Empirically, they either die() or segfault. ;)

I agree the code even before Jon's patch is pretty funny. Forgetting the
"not a repo" case for a moment, we know that get_oid_with_context()
might not find the name. In the case of rev-list, we manually check the
validity of sparse_oid_value later and die().  Which seems like a
layering violation, but at least gives the desired outcome.

In the case of clone, it gets parsed twice:

  1. On the client side, we don't have a repo yet, and so we BUG(). But
     once fixed, we don't care about the value at all! We never use it,
     and instead send the original filter spec over to the server, so at
     most this whole option-parsing is giving us an early syntax check.

  2. On the server side, upload-pack receives the filter spec, parses
     it, but doesn't remember to check whether it's a valid oid. It
     segfaults if it isn't (that's patch 2 here).

So these patches are punting on the greater question of why we want to
parse so early, and are not making anything worse. AFAICT, "clone
--filter=sparse:oid" has never worked (even though our tests did cover
the underlying rev-list and pack-objects code paths).

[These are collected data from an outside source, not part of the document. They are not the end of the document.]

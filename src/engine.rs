//! The generational identification loop.
//!
//! One coordinating thread owns the state machine; every evaluation batch is
//! fanned out through [`crate::scheduler`] and joined before selection runs.
//! Candidate-level failures are recorded and logged, never fatal: a
//! generation where every solver run fails simply leaves the population
//! unreplaced and burns one unit of the generation budget.

use std::time::{Duration, Instant};

use log::warn;
use ndarray::Array1;
use rand::SeedableRng;
use rand::rngs::StdRng;

use crate::IdentConfig;
use crate::crossover_binomial::binomial_crossover;
use crate::deck::PropertyWriter;
use crate::error::{IdentError, Result};
use crate::individual::Individual;
use crate::init_random::init_random;
use crate::mutant_rand1::mutant_rand1;
use crate::scheduler::evaluate_population;
use crate::solver::SolverAdapter;
use crate::weighted_refresh::weighted_refresh;

/// Result of an identification run.
#[derive(Debug, Clone)]
pub struct IdentReport {
    /// The best individual of the final population.
    pub best: Individual,
    /// Whether the target fitness was reached.
    pub success: bool,
    /// Human-readable status message.
    pub message: String,
    /// Number of generations performed (0 = initial population only).
    pub generations: usize,
    /// Number of solver evaluations dispatched.
    pub nfev: usize,
    /// Wall-clock duration of the run.
    pub elapsed: Duration,
    /// Final population, in slot order.
    pub population: Vec<Individual>,
}

/// Differential-evolution engine for material parameter identification.
///
/// Owns the population across generations; the property writer and solver
/// adapter are injected so the loop runs identically against the real
/// external solver or against fakes in tests.
pub struct IdentEngine<W, S> {
    writer: W,
    solver: S,
    target: Array1<f64>,
    config: IdentConfig,
}

impl<W, S> IdentEngine<W, S>
where
    W: PropertyWriter,
    S: SolverAdapter,
{
    /// Creates an engine for one run against `target`.
    ///
    /// # Errors
    ///
    /// Returns a configuration error if the config is invalid or the target
    /// vector is empty.
    pub fn new(writer: W, solver: S, target: Array1<f64>, config: IdentConfig) -> Result<Self> {
        config.validate()?;
        if target.is_empty() {
            return Err(IdentError::EmptyTarget);
        }
        Ok(Self {
            writer,
            solver,
            target,
            config,
        })
    }

    /// Runs the identification to termination and reports the best candidate.
    ///
    /// # Errors
    ///
    /// Only run-level setup failures propagate (clearing the artifact
    /// workspace). Per-candidate evaluation failures are recorded and logged.
    pub fn run(&mut self) -> Result<IdentReport> {
        let start = Instant::now();
        let cfg = &self.config;
        let n = cfg.population_size;

        // Stale artifacts from an earlier run must not be picked up.
        self.writer.reset()?;

        let mut rng: StdRng = match cfg.seed {
            Some(s) => StdRng::seed_from_u64(s),
            None => {
                let mut thread_rng = rand::rng();
                StdRng::from_rng(&mut thread_rng)
            }
        };

        if cfg.disp {
            eprintln!(
                "ident init: population={}, max_generations={}, F={:.2}, CR={:.2}, target_fitness={:.3e}",
                n, cfg.max_generations, cfg.mutation_factor, cfg.crossover_rate, cfg.target_fitness
            );
        }

        let mut population = init_random(n, &cfg.bounds, &mut rng);
        materialize_batch(&self.writer, &mut population);

        let mut nfev = dispatched(&population);
        let failures = evaluate_population(&mut population, &self.solver, &self.target, cfg.workers);
        let mut generation = 0usize;
        self.report_generation(generation, &population, failures.len());

        let mut success = false;
        let mut message = String::new();

        if let Some(best) = target_reached(&population, cfg.target_fitness) {
            success = true;
            message = format!("Target fitness reached: {:.6e}", best);
        } else {
            while generation < cfg.max_generations {
                generation += 1;

                // Pressure-weighted refresh of the working pool, then rand/1
                // mutation and binomial crossover per slot.
                let pool = weighted_refresh(&population, generation, &mut rng);
                let mut trials: Vec<Individual> = (0..n)
                    .map(|i| {
                        let mutant =
                            mutant_rand1(i, &pool, cfg.mutation_factor, &cfg.bounds, &mut rng);
                        let params = binomial_crossover(
                            &pool[i].params,
                            &mutant,
                            cfg.crossover_rate,
                            &mut rng,
                        );
                        Individual::new(params, generation)
                    })
                    .collect();
                materialize_batch(&self.writer, &mut trials);

                nfev += dispatched(&trials);
                let failures =
                    evaluate_population(&mut trials, &self.solver, &self.target, cfg.workers);

                greedy_select(&mut population, trials);
                self.report_generation(generation, &population, failures.len());

                if let Some(best) = target_reached(&population, cfg.target_fitness) {
                    success = true;
                    message = format!("Target fitness reached: {:.6e}", best);
                    break;
                }
            }
        }

        if !success {
            message = format!("Generation budget exhausted: {}", cfg.max_generations);
        }

        let best = best_individual(&population).clone();
        let elapsed = start.elapsed();
        if cfg.disp {
            eprintln!("ident finished in {:.1?}: {} ({})", elapsed, message, best);
        }

        Ok(IdentReport {
            best,
            success,
            message,
            generations: generation,
            nfev,
            elapsed,
            population,
        })
    }

    fn report_generation(&self, generation: usize, population: &[Individual], failures: usize) {
        if !self.config.disp {
            return;
        }
        let best = best_individual(population);
        eprintln!(
            "ident gen {:4}  best: {}  failures={}/{}",
            generation,
            best,
            failures,
            population.len()
        );
    }
}

/// Materializes every candidate's artifact before dispatch. A write failure
/// leaves the candidate without an artifact; the scheduler records it as a
/// failed evaluation for this generation.
fn materialize_batch<W: PropertyWriter>(writer: &W, batch: &mut [Individual]) {
    for (i, ind) in batch.iter_mut().enumerate() {
        match writer.materialize(&ind.params) {
            Ok(path) => ind.artifact = Some(path),
            Err(e) => {
                ind.artifact = None;
                warn!("candidate {i}: {e}");
            }
        }
    }
}

/// Candidates that reach the solver. A candidate whose materialization failed
/// has no artifact and is never dispatched.
fn dispatched(batch: &[Individual]) -> usize {
    batch.iter().filter(|ind| ind.artifact.is_some()).count()
}

/// Greedy replacement: the trial takes slot `i` iff its fitness is usable and
/// strictly better than the incumbent's. Ties and failed trials never
/// replace; an incumbent without a usable fitness loses to any valid trial.
fn greedy_select(population: &mut [Individual], trials: Vec<Individual>) {
    for (incumbent, trial) in population.iter_mut().zip(trials) {
        if !trial.has_valid_fitness() {
            continue;
        }
        let replace = match (incumbent.has_valid_fitness(), incumbent.fitness, trial.fitness) {
            (true, Some(old), Some(new)) => new < old,
            _ => true,
        };
        if replace {
            *incumbent = trial;
        }
    }
}

/// Returns the fitness of a target-satisfying individual, if any. The
/// degenerate-fitness guard lives in [`Individual::meets_target`].
fn target_reached(population: &[Individual], target_fitness: f64) -> Option<f64> {
    population
        .iter()
        .filter(|ind| ind.meets_target(target_fitness))
        .filter_map(|ind| ind.fitness)
        .min_by(|a, b| a.total_cmp(b))
}

/// Best individual by fitness; candidates without a usable fitness rank last.
fn best_individual(population: &[Individual]) -> &Individual {
    population
        .iter()
        .min_by(|a, b| {
            let fa = a.fitness.filter(|_| a.has_valid_fitness());
            let fb = b.fitness.filter(|_| b.has_valid_fitness());
            match (fa, fb) {
                (Some(x), Some(y)) => x.total_cmp(&y),
                (Some(_), None) => std::cmp::Ordering::Less,
                (None, Some(_)) => std::cmp::Ordering::Greater,
                (None, None) => std::cmp::Ordering::Equal,
            }
        })
        .expect("population is never empty")
}

#[cfg(test)]
mod tests {
    use super::*;
    use crate::material::MaterialParams;
    use ndarray::array;

    fn candidate(fitness: Option<f64>, freqs: Array1<f64>) -> Individual {
        let mut ind = Individual::new(MaterialParams::new(2e11, 0.3), 0);
        ind.frequencies = freqs;
        ind.fitness = fitness;
        ind
    }

    #[test]
    fn test_greedy_select_strict_improvement_only() {
        let mut population = vec![
            candidate(Some(10.0), array![1.0]),
            candidate(Some(10.0), array![1.0]),
            candidate(Some(10.0), array![1.0]),
        ];
        let trials = vec![
            candidate(Some(5.0), array![1.0]),  // better, replaces
            candidate(Some(10.0), array![1.0]), // tie, stays
            candidate(Some(15.0), array![1.0]), // worse, stays
        ];
        greedy_select(&mut population, trials);
        assert_eq!(population[0].fitness, Some(5.0));
        assert_eq!(population[1].fitness, Some(10.0));
        assert_eq!(population[2].fitness, Some(10.0));
    }

    #[test]
    fn test_greedy_select_failed_trial_never_replaces() {
        let mut population = vec![candidate(Some(10.0), array![1.0])];
        let trials = vec![candidate(None, Array1::zeros(0))];
        greedy_select(&mut population, trials);
        assert_eq!(population[0].fitness, Some(10.0));
    }

    #[test]
    fn test_greedy_select_valid_trial_beats_failed_incumbent() {
        let mut population = vec![candidate(None, Array1::zeros(0))];
        let trials = vec![candidate(Some(42.0), array![1.0])];
        greedy_select(&mut population, trials);
        assert_eq!(population[0].fitness, Some(42.0));
    }

    #[test]
    fn test_target_reached_ignores_degenerate_zero() {
        let population = vec![
            candidate(Some(0.0), Array1::zeros(0)), // failed extraction
            candidate(Some(800.0), array![1.0]),
        ];
        assert_eq!(target_reached(&population, 500.0), None);

        let population = vec![candidate(Some(0.0), array![100.0, 200.0])];
        assert_eq!(target_reached(&population, 500.0), Some(0.0));
    }

    #[test]
    fn test_best_individual_prefers_valid_fitness() {
        let population = vec![
            candidate(None, Array1::zeros(0)),
            candidate(Some(30.0), array![1.0]),
            candidate(Some(20.0), array![1.0]),
        ];
        assert_eq!(best_individual(&population).fitness, Some(20.0));
    }
}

> If they say "ah, the parser wanted to do sparse:oid but we couldn't
> really figure the <blob> part out, so let's ignore it", that might
> be the best they could do anyway, but it somewhat feels iffy.  I
> wonder if we are better off inventing a new "we tried to parse but
> we lack sufficient info to make it useful" value to use in .choice
> field and return it instead.

TBH, I'm not sure why the original is so eager to parse early. I guess
it allows:

  - a dual use of the options parser; we can use it both to sanity-check
    the options before sending them to a server, and to actually use the
    filter ourselves.

  - earlier detection maybe gives us a cleaner error path (e.g.,
    rev-list can do its own error handling). But I'd think doing it when
    we actually initialize the filter would be enough.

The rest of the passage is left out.